Dataset entries:
===============

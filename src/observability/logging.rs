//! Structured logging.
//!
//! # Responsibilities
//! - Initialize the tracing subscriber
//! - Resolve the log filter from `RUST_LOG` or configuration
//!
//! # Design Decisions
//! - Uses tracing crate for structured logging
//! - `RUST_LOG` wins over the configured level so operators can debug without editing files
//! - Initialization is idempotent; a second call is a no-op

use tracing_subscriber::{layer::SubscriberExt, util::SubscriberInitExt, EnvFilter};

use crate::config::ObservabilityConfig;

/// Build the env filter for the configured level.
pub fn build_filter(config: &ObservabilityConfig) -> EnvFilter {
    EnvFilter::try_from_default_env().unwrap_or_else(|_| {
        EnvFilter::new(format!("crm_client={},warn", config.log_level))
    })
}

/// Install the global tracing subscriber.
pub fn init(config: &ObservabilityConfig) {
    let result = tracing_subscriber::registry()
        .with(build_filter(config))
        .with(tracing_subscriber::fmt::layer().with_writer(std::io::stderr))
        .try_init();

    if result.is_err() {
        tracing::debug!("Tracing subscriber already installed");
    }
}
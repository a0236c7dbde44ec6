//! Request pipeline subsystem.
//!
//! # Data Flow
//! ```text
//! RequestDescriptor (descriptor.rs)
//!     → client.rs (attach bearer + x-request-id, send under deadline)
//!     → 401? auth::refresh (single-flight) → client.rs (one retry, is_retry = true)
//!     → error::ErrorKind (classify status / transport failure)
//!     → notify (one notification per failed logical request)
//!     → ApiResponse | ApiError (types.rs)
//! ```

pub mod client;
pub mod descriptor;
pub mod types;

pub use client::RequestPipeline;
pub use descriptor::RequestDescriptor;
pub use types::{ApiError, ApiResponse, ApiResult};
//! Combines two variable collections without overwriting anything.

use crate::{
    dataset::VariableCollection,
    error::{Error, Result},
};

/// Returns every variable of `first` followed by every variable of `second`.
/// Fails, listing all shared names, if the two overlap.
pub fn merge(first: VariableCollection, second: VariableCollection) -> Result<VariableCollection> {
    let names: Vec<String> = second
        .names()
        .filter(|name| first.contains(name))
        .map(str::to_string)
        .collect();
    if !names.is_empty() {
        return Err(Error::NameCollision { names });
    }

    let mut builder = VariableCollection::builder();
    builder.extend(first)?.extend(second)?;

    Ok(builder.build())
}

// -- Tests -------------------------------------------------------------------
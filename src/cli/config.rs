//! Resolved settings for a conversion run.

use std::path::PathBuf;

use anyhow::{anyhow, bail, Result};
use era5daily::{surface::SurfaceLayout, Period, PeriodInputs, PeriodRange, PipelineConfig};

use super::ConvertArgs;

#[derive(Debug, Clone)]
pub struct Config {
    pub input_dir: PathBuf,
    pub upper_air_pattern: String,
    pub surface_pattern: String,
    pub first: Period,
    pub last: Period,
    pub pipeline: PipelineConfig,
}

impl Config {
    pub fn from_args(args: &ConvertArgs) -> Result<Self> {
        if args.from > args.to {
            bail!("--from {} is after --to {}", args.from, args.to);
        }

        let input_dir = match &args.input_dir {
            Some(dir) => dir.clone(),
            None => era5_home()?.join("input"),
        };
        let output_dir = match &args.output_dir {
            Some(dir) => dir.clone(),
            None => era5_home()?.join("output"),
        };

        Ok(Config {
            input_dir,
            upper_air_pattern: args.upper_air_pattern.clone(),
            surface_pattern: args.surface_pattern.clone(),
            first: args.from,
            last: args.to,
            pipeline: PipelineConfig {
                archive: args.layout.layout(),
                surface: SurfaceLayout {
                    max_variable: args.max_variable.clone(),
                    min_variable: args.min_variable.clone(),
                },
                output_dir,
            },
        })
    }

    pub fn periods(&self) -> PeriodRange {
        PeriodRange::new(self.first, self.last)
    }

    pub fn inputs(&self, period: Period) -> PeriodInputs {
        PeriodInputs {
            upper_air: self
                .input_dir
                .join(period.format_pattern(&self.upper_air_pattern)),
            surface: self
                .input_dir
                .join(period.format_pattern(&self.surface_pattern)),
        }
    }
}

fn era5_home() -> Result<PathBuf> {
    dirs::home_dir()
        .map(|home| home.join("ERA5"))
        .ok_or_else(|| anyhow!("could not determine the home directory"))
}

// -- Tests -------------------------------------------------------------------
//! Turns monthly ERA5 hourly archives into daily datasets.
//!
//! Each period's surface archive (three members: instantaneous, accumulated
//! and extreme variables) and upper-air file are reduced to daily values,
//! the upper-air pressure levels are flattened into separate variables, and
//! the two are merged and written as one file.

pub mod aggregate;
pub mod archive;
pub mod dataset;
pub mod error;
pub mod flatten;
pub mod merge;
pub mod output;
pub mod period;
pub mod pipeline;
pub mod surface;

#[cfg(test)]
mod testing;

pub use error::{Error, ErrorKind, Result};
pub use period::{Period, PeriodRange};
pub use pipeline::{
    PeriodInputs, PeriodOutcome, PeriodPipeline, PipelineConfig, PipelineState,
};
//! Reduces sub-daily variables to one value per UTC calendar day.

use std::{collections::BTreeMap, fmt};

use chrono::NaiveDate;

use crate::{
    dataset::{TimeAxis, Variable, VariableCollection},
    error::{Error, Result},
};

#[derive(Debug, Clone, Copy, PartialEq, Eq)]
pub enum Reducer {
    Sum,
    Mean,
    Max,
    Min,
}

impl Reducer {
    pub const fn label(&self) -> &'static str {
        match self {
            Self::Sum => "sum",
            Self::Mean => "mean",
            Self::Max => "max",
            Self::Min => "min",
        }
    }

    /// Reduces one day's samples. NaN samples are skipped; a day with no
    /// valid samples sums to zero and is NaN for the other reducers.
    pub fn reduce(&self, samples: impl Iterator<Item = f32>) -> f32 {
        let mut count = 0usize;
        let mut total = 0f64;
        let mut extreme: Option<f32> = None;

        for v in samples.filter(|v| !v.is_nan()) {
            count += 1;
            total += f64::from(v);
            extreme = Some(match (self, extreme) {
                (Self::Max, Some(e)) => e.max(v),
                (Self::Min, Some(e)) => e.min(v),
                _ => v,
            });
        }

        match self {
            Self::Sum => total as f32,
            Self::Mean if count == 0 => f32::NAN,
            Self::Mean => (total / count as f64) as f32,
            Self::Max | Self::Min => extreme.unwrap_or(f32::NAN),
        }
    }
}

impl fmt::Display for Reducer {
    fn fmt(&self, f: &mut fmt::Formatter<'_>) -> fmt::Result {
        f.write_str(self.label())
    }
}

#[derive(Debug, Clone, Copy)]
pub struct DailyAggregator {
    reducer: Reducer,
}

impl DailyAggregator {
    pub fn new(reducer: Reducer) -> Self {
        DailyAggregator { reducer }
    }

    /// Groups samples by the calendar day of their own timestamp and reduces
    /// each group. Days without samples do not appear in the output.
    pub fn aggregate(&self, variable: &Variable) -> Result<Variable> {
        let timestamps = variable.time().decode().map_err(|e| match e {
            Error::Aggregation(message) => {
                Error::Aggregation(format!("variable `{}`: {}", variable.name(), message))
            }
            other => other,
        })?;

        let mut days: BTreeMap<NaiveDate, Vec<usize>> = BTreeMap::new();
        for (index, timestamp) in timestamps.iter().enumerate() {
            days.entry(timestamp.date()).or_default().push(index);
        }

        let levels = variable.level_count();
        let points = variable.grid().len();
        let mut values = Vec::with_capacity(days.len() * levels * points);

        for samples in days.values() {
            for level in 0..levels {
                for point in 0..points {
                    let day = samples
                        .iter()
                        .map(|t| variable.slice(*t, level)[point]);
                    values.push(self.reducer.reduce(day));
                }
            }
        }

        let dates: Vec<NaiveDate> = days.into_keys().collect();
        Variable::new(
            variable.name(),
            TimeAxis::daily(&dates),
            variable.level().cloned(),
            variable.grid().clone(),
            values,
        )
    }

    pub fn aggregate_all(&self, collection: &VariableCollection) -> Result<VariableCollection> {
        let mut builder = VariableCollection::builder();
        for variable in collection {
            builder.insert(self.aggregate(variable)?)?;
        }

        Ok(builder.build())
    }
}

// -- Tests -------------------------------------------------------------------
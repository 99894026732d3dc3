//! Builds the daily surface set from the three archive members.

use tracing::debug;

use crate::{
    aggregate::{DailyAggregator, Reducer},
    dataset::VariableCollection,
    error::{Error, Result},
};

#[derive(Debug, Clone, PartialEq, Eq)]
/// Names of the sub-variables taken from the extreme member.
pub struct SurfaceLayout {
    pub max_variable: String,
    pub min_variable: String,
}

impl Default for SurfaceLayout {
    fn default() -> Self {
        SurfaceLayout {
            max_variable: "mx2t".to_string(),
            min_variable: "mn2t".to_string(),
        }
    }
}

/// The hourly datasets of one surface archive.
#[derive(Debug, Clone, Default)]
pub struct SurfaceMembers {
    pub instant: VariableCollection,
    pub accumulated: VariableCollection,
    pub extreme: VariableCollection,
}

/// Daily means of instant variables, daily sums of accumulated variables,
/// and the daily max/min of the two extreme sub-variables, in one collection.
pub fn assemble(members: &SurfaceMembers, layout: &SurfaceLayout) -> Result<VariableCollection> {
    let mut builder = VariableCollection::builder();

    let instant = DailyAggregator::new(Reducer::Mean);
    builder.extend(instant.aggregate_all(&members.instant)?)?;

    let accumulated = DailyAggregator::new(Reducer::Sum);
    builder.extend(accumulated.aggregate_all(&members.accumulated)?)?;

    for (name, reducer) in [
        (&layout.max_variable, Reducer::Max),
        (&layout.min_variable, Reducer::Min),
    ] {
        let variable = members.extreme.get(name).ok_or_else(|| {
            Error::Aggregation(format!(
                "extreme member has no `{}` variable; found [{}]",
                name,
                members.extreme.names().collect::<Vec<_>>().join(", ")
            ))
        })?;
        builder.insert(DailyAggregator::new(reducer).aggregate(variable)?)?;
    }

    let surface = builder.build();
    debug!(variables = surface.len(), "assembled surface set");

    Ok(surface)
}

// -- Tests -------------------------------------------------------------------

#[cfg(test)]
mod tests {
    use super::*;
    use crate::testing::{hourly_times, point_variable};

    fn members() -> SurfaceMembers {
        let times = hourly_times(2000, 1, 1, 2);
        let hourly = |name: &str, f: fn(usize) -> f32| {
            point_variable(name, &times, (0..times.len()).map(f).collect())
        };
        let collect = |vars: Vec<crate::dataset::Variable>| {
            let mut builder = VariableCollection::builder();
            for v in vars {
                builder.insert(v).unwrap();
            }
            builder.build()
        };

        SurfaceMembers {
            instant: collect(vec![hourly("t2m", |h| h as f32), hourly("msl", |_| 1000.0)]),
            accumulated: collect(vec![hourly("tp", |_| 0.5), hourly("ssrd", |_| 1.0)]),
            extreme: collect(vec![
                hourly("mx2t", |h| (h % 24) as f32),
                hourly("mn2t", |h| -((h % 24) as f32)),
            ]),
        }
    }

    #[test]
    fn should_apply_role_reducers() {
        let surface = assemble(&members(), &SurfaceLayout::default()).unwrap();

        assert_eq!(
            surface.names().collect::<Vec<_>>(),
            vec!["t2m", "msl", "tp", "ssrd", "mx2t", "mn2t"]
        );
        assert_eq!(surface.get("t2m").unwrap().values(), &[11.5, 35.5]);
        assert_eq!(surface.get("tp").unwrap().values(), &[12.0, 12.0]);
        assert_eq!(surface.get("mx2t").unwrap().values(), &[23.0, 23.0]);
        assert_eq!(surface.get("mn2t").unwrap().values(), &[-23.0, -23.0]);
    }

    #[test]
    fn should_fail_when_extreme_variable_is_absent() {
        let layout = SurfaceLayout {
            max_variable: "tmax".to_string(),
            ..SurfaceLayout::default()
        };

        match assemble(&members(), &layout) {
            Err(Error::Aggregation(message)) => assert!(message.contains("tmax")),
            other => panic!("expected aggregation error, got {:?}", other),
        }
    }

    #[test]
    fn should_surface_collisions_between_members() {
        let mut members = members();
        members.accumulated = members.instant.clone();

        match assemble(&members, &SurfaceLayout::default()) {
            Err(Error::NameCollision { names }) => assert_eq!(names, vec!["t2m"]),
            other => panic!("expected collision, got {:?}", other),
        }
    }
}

===============

- **ACTIVITY**: Wherever the word "None" appears in a line of the records, count that line. Say how many there are, with no other words.

- **RESULT FOR THIS TASK**: 3